We have previously developed a new family of organometallic complexes targeting the HIV-1 protease, an enzyme that is essential for viral maturation. Among these, two Cu2+ complexes C1 and C2 were synthesized from flexible ligands L1, N1-(4-methyl-2-pyridyl)-2,3,6-trimethoxybenzamide and L2, N2-(2-methoxybenzyl)-2-quinolinecarboxamide, respectively. These ligands, designed to fit the protease active site, were shown to form 2:1 complexes with Cu2+. To compare the relative stability of C1 and C2 and to study the energetic and structural aspects of such large Cu2+ complexes, we have extended the polarizable molecular mechanics procedure SIBFA to treat this cation. This was done by carrying out parallel ab initio (HF, MP2) as well as DFT computations. A first validation step was done on monoligated complexes, in which the SIBFA energy components were shown to correctly match their ab initio counterparts from an energy-decomposition procedure.
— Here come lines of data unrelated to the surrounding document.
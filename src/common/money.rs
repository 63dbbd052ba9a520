use bigdecimal::{BigDecimal, ParseBigDecimalError, ToPrimitive};
use serde::de::Error as _;
use serde::{Deserialize, Deserializer, Serialize, Serializer};
use std::cmp::Ordering;
use std::fmt;
use std::ops::{Add, AddAssign, Sub, SubAssign};

const SCALE: i64 = 10_000;

/// A signed monetary value stored in the smallest currency unit
/// (1/10_000 of a dollar).
///
/// Wrapping an `i64` keeps the arithmetic exact and stops amounts from
/// getting mixed up with other numbers. All amount parsing goes through
/// [`Money::from_str`], which is the validating boundary between the
/// interactive shell and the ledger core.
///
/// # Examples
/// ```
/// use teller::common::money::Money;
///
/// let amount: Money = "12.5".parse().unwrap();
/// assert_eq!(amount.as_i64(), 125_000);
/// assert_eq!(amount.to_string(), "12.5");
/// ```
#[derive(Debug, Clone, Copy, Default)]
pub struct Money(i64);

impl Money {
    pub fn new(value: i64) -> Self {
        Self(value)
    }

    pub fn zero() -> Self {
        Money(0)
    }

    pub fn as_i64(&self) -> i64 {
        self.0
    }

    pub fn is_negative(&self) -> bool {
        self.0 < 0
    }

    /// Conversion used when reading balances out of the JSON store, where
    /// amounts are plain numbers. Rounded to 4 decimal places.
    pub fn from_f64(value: f64) -> Option<Self> {
        if !value.is_finite() {
            return None;
        }
        let scaled = value * SCALE as f64;
        if scaled < i64::MIN as f64 || scaled > i64::MAX as f64 {
            return None;
        }
        Some(Money(scaled.round() as i64))
    }

    pub fn to_f64(&self) -> f64 {
        self.0 as f64 / SCALE as f64
    }
}

impl std::str::FromStr for Money {
    type Err = ParseBigDecimalError;

    fn from_str(s: &str) -> Result<Self, Self::Err> {
        let t = s.trim();
        if t.is_empty() {
            return Err(ParseBigDecimalError::Other("empty amount".into()));
        }

        let bd: BigDecimal = t.parse()?;

        // Scale to 4 decimal places
        let scaled = (bd * BigDecimal::from(SCALE)).round(0);
        let value: i64 = scaled
            .to_i64()
            .ok_or_else(|| ParseBigDecimalError::Other("amount overflow".into()))?;

        Ok(Money(value))
    }
}

/// Renders the shortest decimal form: `50` rather than `50.0000`,
/// `12.5` rather than `12.5000`. History entries and menu output use this.
impl fmt::Display for Money {
    fn fmt(&self, f: &mut fmt::Formatter<'_>) -> fmt::Result {
        let full = format!("{:.4}", BigDecimal::from(self.0) / BigDecimal::from(SCALE));
        let trimmed = full.trim_end_matches('0').trim_end_matches('.');
        match trimmed {
            "" | "-" => f.write_str("0"),
            other => f.write_str(other),
        }
    }
}

impl Serialize for Money {
    fn serialize<S: Serializer>(&self, serializer: S) -> Result<S::Ok, S::Error> {
        serializer.serialize_f64(self.to_f64())
    }
}

impl<'de> Deserialize<'de> for Money {
    fn deserialize<D: Deserializer<'de>>(deserializer: D) -> Result<Self, D::Error> {
        let value = f64::deserialize(deserializer)?;
        Money::from_f64(value).ok_or_else(|| D::Error::custom("amount out of range"))
    }
}

impl PartialEq for Money {
    fn eq(&self, other: &Self) -> bool {
        self.0 == other.0
    }
}
impl Eq for Money {}

impl PartialOrd for Money {
    fn partial_cmp(&self, other: &Self) -> Option<Ordering> {
        Some(self.0.cmp(&other.0))
    }
}

impl Add for Money {
    type Output = Money;
    fn add(self, rhs: Money) -> Money {
        Money(self.0 + rhs.0)
    }
}

impl Sub for Money {
    type Output = Money;
    fn sub(self, rhs: Money) -> Money {
        Money(self.0 - rhs.0)
    }
}

impl SubAssign for Money {
    fn sub_assign(&mut self, rhs: Money) {
        *self = *self - rhs;
    }
}

impl AddAssign for Money {
    fn add_assign(&mut self, rhs: Self) {
        *self = *self + rhs;
    }
}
Subsequent tests on polyligated Cu2+ complexes with neutral and anionic ligands showed the procedure to reproduce the results from MP2 and DFT computations with good accuracy (relative error <3%). We have next extended the calculations to compare the C1 and C2 complexes. Energy balances including continuum solvation effects indicate a greater stability of the C1 complex, in agreement with experimental results. The effects of the methoxyphenyl substituents on the C1 complex stability were further investigated and compared to their concomitant influences on the ab initio-computed molecular electrostatic potential.